The sea was our main entertainment. When company came, we set them before it on rugs, with thermoses and sandwiches and colored umbrellas, as if the water—blue, green, grey, navy or silver as it might be, were enough to watch. The grown-ups in those days, still wore the puritanical black bathing suits that make our family snapshot albums so archaic.

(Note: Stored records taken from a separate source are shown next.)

//! Key-segment codec for the flattening grammar.
//!
//! Composite keys join segments with `.` and address array elements with
//! `name[index]`, so a raw segment containing dots, brackets, or similar
//! punctuation would collide with the grammar. Such segments are escaped as
//! a fixed marker followed by base64 of the raw bytes; everything else
//! passes through untouched so typical keys stay human-readable.

use base64::Engine as _;
use base64::engine::general_purpose::STANDARD as BASE64;
use lazy_static::lazy_static;
use regex::Regex;

use crate::error::Error;

/// Marker prefix identifying an escaped segment. Not a legal prefix for
/// unmarked segments: a raw segment that happens to start with it is escaped
/// too, so decoding is never ambiguous.
pub const ENCODED_PREFIX: &str = "__encoded__";

lazy_static! {
    // Characters that collide with the flattening grammar or make keys
    // fragile in transit: dots, hyphens, whitespace, brackets, commas,
    // slashes, angle brackets, question marks, colons, asterisks.
    static ref UNSAFE_SEGMENT: Regex = Regex::new(r"[.*\-\[\],/\s<>?:]").unwrap();
}

/// Returns true if the segment must be escaped before joining into a
/// composite key.
pub fn needs_encoding(segment: &str) -> bool {
    if segment.is_empty() {
        return false;
    }
    UNSAFE_SEGMENT.is_match(segment) || segment.starts_with(ENCODED_PREFIX)
}

/// Escape a single key segment. Safe segments are returned unchanged.
pub fn encode(segment: &str) -> String {
    if needs_encoding(segment) {
        format!("{}{}", ENCODED_PREFIX, BASE64.encode(segment.as_bytes()))
    } else {
        segment.to_string()
    }
}

/// Reverse [`encode`]. Unmarked segments are returned unchanged.
pub fn decode(segment: &str) -> Result<String, Error> {
    let Some(payload) = segment.strip_prefix(ENCODED_PREFIX) else {
        return Ok(segment.to_string());
    };

    let bytes = BASE64
        .decode(payload)
        .map_err(|e| Error::Encoding(format!("invalid base64 in segment `{}`: {}", segment, e)))?;
    String::from_utf8(bytes)
        .map_err(|e| Error::Encoding(format!("segment `{}` is not valid UTF-8: {}", segment, e)))
}

#[cfg(test)]
mod tests {
    use super::*;

    #[test]
    fn test_safe_segments_pass_through() {
        for segment in ["hello", "greeting_title", "special@key", "item2", ""] {
            assert_eq!(encode(segment), segment);
            assert_eq!(decode(segment).unwrap(), segment);
        }
    }

    #[test]
    fn test_unsafe_segments_are_marked() {
        for segment in [
            "allow-multiple",
            "create-poll.title",
            "with spaces",
            "*",
            "image/*, .jpg, .png",
            "a[0]",
            "what?",
        ] {
            let encoded = encode(segment);
            assert!(encoded.starts_with(ENCODED_PREFIX), "{}", segment);
            assert_eq!(decode(&encoded).unwrap(), segment);
        }
    }

    #[test]
    fn test_known_encoding() {
        // "allow-multiple" -> base64 of the raw bytes behind the marker
        assert_eq!(encode("allow-multiple"), "__encoded__YWxsb3ctbXVsdGlwbGU=");
        assert_eq!(
            decode("__encoded__YWxsb3ctbXVsdGlwbGU=").unwrap(),
            "allow-multiple"
        );
    }

    #[test]
    fn test_encoding_is_deterministic() {
        assert_eq!(encode("with.dot"), encode("with.dot"));
    }

    #[test]
    fn test_marker_prefixed_raw_segment_is_escaped() {
        // A raw key that starts with the marker must not survive unmarked,
        // otherwise decode would misread it.
        let tricky = "__encoded__not_actually";
        let encoded = encode(tricky);
        assert_ne!(encoded, tricky);
        assert_eq!(decode(&encoded).unwrap(), tricky);
    }

    #[test]
    fn test_no_collision_between_safe_and_encoded() {
        // The encoded form of an unsafe segment can never equal a safe
        // segment's pass-through form, because safe segments never start
        // with the marker after encode().
        let encoded = encode("a-b");
        assert!(needs_encoding(&encoded) || encoded.starts_with(ENCODED_PREFIX));
    }

    #[test]
    fn test_decode_rejects_bad_base64() {
        assert!(decode("__encoded__%%%").is_err());
    }

    #[test]
    fn test_unicode_roundtrip() {
        for segment in ["höhe-änderung", "日本語 キー", "emoji 🎉 key"] {
            assert_eq!(decode(&encode(segment)).unwrap(), segment);
        }
    }
}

My final memory of the sea is of violence—a, still, unhealthily yellow day in 1939, the sea molten, steely-slick, heaving at its leash like a broody animal, evil violets in its eye. Anxious telephone calls crossed from my grandmother, on the exposed oceanside, to my mother, on the bay. My brother and I, kneehigh still, imbibed the talk of tidal waves, high ground, boarded windows and floating boats like a miracle elixir. The hurricane was due at nightfall. In those days, hurricanes did not bud in Florida and bloom over Cape Cod each autumn as they now do—bang, bang, bang, frequent as firecrackers on the Fourth and whimsically named after women. This was a monstrous speciality, a leviathan. Our world might be eaten, blown to bits. We wanted to be in on it.

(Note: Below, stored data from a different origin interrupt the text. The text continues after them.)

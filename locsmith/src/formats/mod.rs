//! All supported localization file formats.
//!
//! This module provides the [`FormatType`] registry enum used to select a
//! parser, the translation strategy attached to each format family, and the
//! per-format parser/serializer implementations.

pub mod android;
pub mod csv;
pub mod json;
pub mod markdown;
pub mod po;
pub mod source;
pub mod stringsdict;
pub mod yaml;

use std::{
    fmt::{Display, Formatter},
    str::FromStr,
};

pub use source::{LiteralScanner, StringMatch};

use crate::Error;
use crate::traits::FormatParser;

/// Represents all supported localization file formats for generic handling.
#[derive(Debug, Clone, Copy, PartialEq, Eq, Hash)]
pub enum FormatType {
    /// Nested-object JSON translation files.
    Json,
    /// Flutter ARB files (JSON wire syntax).
    Arb,
    /// YAML translation files.
    Yaml,
    /// Android `strings.xml` resources.
    AndroidStrings,
    /// Apple `.stringsdict` property lists.
    Stringsdict,
    /// gettext `.po` catalogs.
    Po,
    /// Key,value CSV tables.
    Csv,
    /// Markdown documents, translated as one unit.
    Markdown,
    /// MDX documents, translated as one unit.
    Mdx,
    /// JavaScript sources with embedded string literals.
    Javascript,
    /// TypeScript sources with embedded string literals.
    Typescript,
}

/// How the orchestrator drives translation for a format family.
#[derive(Debug, Clone, Copy, PartialEq, Eq)]
pub enum TranslationStrategy {
    /// Batch key/value translation over the flat map.
    KeyValue,
    /// The whole file is a single translation unit.
    Document,
    /// In-place substitution of scanned string literals.
    SourceCode,
}

impl Display for FormatType {
    fn fmt(&self, f: &mut Formatter<'_>) -> std::fmt::Result {
        match self {
            FormatType::Json => write!(f, "json"),
            FormatType::Arb => write!(f, "arb"),
            FormatType::Yaml => write!(f, "yaml"),
            FormatType::AndroidStrings => write!(f, "android"),
            FormatType::Stringsdict => write!(f, "stringsdict"),
            FormatType::Po => write!(f, "po"),
            FormatType::Csv => write!(f, "csv"),
            FormatType::Markdown => write!(f, "md"),
            FormatType::Mdx => write!(f, "mdx"),
            FormatType::Javascript => write!(f, "js"),
            FormatType::Typescript => write!(f, "ts"),
        }
    }
}

/// Accepts the common identifiers and file extensions, case-insensitively.
///
/// # Example
/// ```rust
/// use locsmith::formats::FormatType;
/// use std::str::FromStr;
/// assert_eq!(FormatType::from_str("json").unwrap(), FormatType::Json);
/// assert_eq!(FormatType::from_str("yml").unwrap(), FormatType::Yaml);
/// assert_eq!(FormatType::from_str("xml").unwrap(), FormatType::AndroidStrings);
/// assert!(FormatType::from_str("foobar").is_err());
/// ```
impl FromStr for FormatType {
    type Err = Error;
    fn from_str(s: &str) -> Result<Self, Self::Err> {
        let s = s.trim().to_ascii_lowercase();
        match s.as_str() {
            "json" => Ok(FormatType::Json),
            "arb" => Ok(FormatType::Arb),
            "yaml" | "yml" => Ok(FormatType::Yaml),
            "android" | "xml" => Ok(FormatType::AndroidStrings),
            "stringsdict" => Ok(FormatType::Stringsdict),
            "po" | "pot" => Ok(FormatType::Po),
            "csv" => Ok(FormatType::Csv),
            "md" | "markdown" => Ok(FormatType::Markdown),
            "mdx" => Ok(FormatType::Mdx),
            "js" | "jsx" => Ok(FormatType::Javascript),
            "ts" | "tsx" => Ok(FormatType::Typescript),
            other => Err(Error::UnknownFormat(other.to_string())),
        }
    }
}

impl FormatType {
    /// Returns the typical file extension for this format.
    pub fn extension(&self) -> &'static str {
        match self {
            FormatType::Json => "json",
            FormatType::Arb => "arb",
            FormatType::Yaml => "yml",
            FormatType::AndroidStrings => "xml",
            FormatType::Stringsdict => "stringsdict",
            FormatType::Po => "po",
            FormatType::Csv => "csv",
            FormatType::Markdown => "md",
            FormatType::Mdx => "mdx",
            FormatType::Javascript => "js",
            FormatType::Typescript => "ts",
        }
    }

    /// The translation strategy for this format family.
    pub fn strategy(&self) -> TranslationStrategy {
        match self {
            FormatType::Json
            | FormatType::Arb
            | FormatType::Yaml
            | FormatType::AndroidStrings
            | FormatType::Stringsdict
            | FormatType::Po
            | FormatType::Csv => TranslationStrategy::KeyValue,
            FormatType::Markdown | FormatType::Mdx => TranslationStrategy::Document,
            FormatType::Javascript | FormatType::Typescript => TranslationStrategy::SourceCode,
        }
    }

    /// Returns the parser/serializer for this format, or `None` for
    /// source-code formats, which go through [`LiteralScanner`] text surgery
    /// instead of the flat-map contract.
    pub fn parser(&self) -> Option<Box<dyn FormatParser>> {
        match self {
            FormatType::Json | FormatType::Arb => Some(Box::new(json::JsonParser)),
            FormatType::Yaml => Some(Box::new(yaml::YamlParser)),
            FormatType::AndroidStrings => Some(Box::new(android::AndroidStringsParser)),
            FormatType::Stringsdict => Some(Box::new(stringsdict::StringsdictParser)),
            FormatType::Po => Some(Box::new(po::PoParser)),
            FormatType::Csv => Some(Box::new(csv::CsvParser)),
            FormatType::Markdown | FormatType::Mdx => Some(Box::new(markdown::DocumentParser)),
            FormatType::Javascript | FormatType::Typescript => None,
        }
    }
}

#[cfg(test)]
mod tests {
    use super::*;

    #[test]
    fn test_format_type_display() {
        assert_eq!(FormatType::Json.to_string(), "json");
        assert_eq!(FormatType::AndroidStrings.to_string(), "android");
        assert_eq!(FormatType::Po.to_string(), "po");
        assert_eq!(FormatType::Markdown.to_string(), "md");
        assert_eq!(FormatType::Typescript.to_string(), "ts");
    }

    #[test]
    fn test_format_type_from_str() {
        assert_eq!(FormatType::from_str("JSON").unwrap(), FormatType::Json);
        assert_eq!(FormatType::from_str("yml").unwrap(), FormatType::Yaml);
        assert_eq!(FormatType::from_str("yaml").unwrap(), FormatType::Yaml);
        assert_eq!(
            FormatType::from_str("android").unwrap(),
            FormatType::AndroidStrings
        );
        assert_eq!(FormatType::from_str("pot").unwrap(), FormatType::Po);
        assert_eq!(FormatType::from_str("tsx").unwrap(), FormatType::Typescript);
        assert_eq!(FormatType::from_str("  md  ").unwrap(), FormatType::Markdown);
    }

    #[test]
    fn test_format_type_from_str_invalid() {
        assert!(FormatType::from_str("invalid").is_err());
        assert!(FormatType::from_str("").is_err());
    }

    #[test]
    fn test_strategy_assignment() {
        assert_eq!(FormatType::Json.strategy(), TranslationStrategy::KeyValue);
        assert_eq!(FormatType::Po.strategy(), TranslationStrategy::KeyValue);
        assert_eq!(FormatType::Markdown.strategy(), TranslationStrategy::Document);
        assert_eq!(FormatType::Mdx.strategy(), TranslationStrategy::Document);
        assert_eq!(
            FormatType::Javascript.strategy(),
            TranslationStrategy::SourceCode
        );
    }

    #[test]
    fn test_parser_availability() {
        assert!(FormatType::Json.parser().is_some());
        assert!(FormatType::Stringsdict.parser().is_some());
        assert!(FormatType::Markdown.parser().is_some());
        assert!(FormatType::Javascript.parser().is_none());
    }

    #[test]
    fn test_arb_shares_json_parser() {
        let parser = FormatType::Arb.parser().unwrap();
        let flat = parser.parse(r#"{"title": "Hello"}"#).unwrap();
        assert_eq!(flat.get("title").unwrap(), "Hello");
    }
}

The sulphurous afternoon went black unnaturally early, as if what was to come could not be star-lit, torch-lit, looked at. The rain set in, one huge Noah douche. Then the wind. The world had become a drum. Beaten, it shrieked and shook. Pale and elated in our beds, my brother and I sipped our nightly hot drink. We would, of course, not sleep. We crept to a blind and hefted it a notch. On a mirror of rivery black our faces wavered like moths, trying to pry their way in. Nothing could be seen. The only sound was a howl, jazzed up by the bangs, slams, groans and splinterings of objects tossed like crockery in a giant’s quarrel. The house rocked on its root. It rocked and rocked and rocked its two small watchers to sleep.
The wreckage the next day was all one could wish—overthrown trees and telephone poles, shoddy summer cottages bobbing out by the lighthouse and a litter of the ribs of little ships. My grandmother’s house had lasted, valiant—though the waves broke right over the road and into the bay. My grandfather’s seawall had saved it, neighbors said. Sand buried her furnace in golden whorls; salt stained the upholstered sofa and a dead shark filled what had been the geranium bed, but my grandmother had her broom out, it would soon be right.
And this is how it stiffens, my vision of that seaside childhood. My father died, we moved inland. Whereon those nine first years of my life sealed themselves off like a ship in a bottle—beautiful, inaccessible, obsolete, a fine, white flying myth.